⟨

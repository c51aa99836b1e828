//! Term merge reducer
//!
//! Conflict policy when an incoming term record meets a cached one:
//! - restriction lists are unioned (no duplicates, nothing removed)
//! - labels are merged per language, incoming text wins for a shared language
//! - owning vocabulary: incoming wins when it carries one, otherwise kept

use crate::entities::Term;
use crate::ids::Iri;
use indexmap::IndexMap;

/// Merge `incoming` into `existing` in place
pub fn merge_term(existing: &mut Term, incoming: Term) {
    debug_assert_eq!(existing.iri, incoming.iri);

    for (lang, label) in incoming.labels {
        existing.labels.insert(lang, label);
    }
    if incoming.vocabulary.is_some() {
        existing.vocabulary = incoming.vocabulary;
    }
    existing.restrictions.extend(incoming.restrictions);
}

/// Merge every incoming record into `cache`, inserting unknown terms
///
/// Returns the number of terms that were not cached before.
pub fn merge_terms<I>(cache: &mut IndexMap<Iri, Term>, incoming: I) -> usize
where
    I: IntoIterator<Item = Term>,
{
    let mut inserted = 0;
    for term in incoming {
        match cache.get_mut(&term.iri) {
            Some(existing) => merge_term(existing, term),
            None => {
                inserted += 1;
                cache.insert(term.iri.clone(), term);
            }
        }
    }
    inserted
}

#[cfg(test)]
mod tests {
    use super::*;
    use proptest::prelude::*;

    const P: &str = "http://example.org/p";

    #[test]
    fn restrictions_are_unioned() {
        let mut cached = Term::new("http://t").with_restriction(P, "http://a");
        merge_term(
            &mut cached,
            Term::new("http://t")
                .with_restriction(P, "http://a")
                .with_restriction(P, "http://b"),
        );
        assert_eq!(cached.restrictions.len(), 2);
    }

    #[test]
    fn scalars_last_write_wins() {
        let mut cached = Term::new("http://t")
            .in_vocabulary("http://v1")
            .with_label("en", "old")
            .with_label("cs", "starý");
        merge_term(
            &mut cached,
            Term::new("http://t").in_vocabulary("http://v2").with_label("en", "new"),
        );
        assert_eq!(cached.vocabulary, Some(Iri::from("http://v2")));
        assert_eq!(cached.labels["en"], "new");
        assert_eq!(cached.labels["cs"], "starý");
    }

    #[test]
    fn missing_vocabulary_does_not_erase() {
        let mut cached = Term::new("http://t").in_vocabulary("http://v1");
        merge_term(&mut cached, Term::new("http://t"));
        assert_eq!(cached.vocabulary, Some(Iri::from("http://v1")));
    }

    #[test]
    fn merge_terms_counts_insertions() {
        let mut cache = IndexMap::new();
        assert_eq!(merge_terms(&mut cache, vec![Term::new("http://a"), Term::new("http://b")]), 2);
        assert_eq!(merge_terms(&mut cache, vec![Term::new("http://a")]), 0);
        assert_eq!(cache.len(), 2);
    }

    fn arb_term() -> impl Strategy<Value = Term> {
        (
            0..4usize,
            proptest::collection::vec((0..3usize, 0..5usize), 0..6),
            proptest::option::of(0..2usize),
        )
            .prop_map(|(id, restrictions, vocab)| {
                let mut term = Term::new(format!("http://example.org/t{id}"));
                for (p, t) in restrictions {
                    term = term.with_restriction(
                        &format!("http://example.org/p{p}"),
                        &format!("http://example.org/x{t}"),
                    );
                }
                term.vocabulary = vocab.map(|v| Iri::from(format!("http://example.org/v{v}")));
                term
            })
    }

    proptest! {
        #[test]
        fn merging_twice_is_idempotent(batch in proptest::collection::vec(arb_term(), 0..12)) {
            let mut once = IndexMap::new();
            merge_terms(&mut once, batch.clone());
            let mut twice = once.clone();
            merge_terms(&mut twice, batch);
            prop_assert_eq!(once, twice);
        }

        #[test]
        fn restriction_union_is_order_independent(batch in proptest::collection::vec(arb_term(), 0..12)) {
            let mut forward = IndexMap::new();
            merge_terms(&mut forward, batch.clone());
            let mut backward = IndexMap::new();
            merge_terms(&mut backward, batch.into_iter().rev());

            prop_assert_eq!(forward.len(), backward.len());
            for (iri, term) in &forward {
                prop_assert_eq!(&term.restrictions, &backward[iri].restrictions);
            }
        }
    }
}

⟩

▶ [How to complete this task]: Tally the lines above in which the string "proptest" occurs, and give the total with nothing added.

▶ [Output below]: 6